* [WHAT IS EXPECTED]
Return the line that contains "pub struct ClipsDir" plus every line after it to the end of the entries below, exactly as given, and stop there.

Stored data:
══════════════════════════════

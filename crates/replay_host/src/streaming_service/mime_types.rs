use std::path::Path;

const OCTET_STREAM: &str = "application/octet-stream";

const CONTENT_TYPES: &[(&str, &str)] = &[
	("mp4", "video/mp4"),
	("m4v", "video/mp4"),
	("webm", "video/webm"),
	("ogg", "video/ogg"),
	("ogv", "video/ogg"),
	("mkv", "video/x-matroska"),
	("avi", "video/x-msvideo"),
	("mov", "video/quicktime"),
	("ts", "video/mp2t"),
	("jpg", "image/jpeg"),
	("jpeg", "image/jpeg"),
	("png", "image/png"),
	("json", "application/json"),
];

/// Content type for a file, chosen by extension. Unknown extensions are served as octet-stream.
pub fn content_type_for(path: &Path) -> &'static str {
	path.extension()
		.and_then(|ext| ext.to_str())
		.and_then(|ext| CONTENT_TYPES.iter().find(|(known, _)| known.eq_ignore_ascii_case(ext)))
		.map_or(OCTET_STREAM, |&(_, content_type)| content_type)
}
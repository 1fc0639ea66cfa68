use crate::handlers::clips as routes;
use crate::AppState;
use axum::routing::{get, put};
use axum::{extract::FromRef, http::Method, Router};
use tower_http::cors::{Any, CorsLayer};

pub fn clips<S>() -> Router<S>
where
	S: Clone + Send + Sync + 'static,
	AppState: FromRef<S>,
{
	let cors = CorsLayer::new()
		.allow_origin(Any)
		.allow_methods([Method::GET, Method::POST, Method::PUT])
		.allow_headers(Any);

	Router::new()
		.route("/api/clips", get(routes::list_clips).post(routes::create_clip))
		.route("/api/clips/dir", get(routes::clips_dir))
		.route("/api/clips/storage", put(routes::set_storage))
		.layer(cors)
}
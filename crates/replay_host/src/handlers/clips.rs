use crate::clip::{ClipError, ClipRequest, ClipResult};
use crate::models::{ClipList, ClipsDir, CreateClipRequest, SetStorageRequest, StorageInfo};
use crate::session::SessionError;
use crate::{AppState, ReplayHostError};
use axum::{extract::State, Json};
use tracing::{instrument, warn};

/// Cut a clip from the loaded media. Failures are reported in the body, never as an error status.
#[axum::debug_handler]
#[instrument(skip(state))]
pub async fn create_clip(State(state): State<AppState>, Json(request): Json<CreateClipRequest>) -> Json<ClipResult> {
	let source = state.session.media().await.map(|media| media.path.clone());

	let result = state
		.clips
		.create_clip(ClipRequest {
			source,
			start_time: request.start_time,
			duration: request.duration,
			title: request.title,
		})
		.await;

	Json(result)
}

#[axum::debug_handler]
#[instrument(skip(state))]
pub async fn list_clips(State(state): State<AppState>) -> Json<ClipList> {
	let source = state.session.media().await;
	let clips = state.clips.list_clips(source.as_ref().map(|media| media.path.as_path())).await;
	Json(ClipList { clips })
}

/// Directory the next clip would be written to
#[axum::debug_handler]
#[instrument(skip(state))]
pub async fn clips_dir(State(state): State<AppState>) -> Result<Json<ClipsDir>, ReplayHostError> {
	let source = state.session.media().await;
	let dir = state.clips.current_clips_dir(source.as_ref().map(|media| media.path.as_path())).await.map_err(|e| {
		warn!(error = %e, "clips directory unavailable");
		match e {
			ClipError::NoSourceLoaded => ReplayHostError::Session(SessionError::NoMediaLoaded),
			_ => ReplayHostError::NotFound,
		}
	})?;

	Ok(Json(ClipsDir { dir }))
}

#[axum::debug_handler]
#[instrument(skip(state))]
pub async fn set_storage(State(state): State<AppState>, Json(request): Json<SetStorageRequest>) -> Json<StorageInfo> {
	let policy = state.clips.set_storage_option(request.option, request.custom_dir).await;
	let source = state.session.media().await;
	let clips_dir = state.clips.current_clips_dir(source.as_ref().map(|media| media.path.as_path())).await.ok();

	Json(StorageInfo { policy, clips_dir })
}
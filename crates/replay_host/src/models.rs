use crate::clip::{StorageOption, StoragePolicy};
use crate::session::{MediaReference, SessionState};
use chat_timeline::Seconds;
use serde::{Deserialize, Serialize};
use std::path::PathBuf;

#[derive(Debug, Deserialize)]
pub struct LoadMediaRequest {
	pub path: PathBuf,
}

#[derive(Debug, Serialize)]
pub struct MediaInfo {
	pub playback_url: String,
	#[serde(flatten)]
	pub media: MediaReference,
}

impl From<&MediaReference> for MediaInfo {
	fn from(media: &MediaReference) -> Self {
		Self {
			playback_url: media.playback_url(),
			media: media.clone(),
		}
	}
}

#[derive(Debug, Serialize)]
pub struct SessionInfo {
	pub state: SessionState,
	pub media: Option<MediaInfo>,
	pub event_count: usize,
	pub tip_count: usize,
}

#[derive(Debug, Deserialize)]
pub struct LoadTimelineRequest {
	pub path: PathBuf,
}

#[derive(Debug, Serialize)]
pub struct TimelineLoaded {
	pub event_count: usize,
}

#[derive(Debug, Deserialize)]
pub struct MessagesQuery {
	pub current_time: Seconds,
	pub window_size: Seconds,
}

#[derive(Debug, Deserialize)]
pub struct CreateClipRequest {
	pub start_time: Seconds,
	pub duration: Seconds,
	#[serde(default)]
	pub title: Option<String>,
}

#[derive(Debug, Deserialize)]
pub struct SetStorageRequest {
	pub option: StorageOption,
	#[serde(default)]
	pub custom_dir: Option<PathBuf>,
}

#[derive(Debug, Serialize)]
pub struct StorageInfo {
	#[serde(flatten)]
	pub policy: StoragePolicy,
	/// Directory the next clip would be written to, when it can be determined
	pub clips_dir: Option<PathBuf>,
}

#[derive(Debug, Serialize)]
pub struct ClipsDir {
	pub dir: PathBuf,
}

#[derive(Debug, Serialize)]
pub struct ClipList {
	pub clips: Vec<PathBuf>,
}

══════════════════════════════

* [TASK ANSWER]
pub struct ClipsDir {
	pub dir: PathBuf,
}

#[derive(Debug, Serialize)]
pub struct ClipList {
	pub clips: Vec<PathBuf>,
}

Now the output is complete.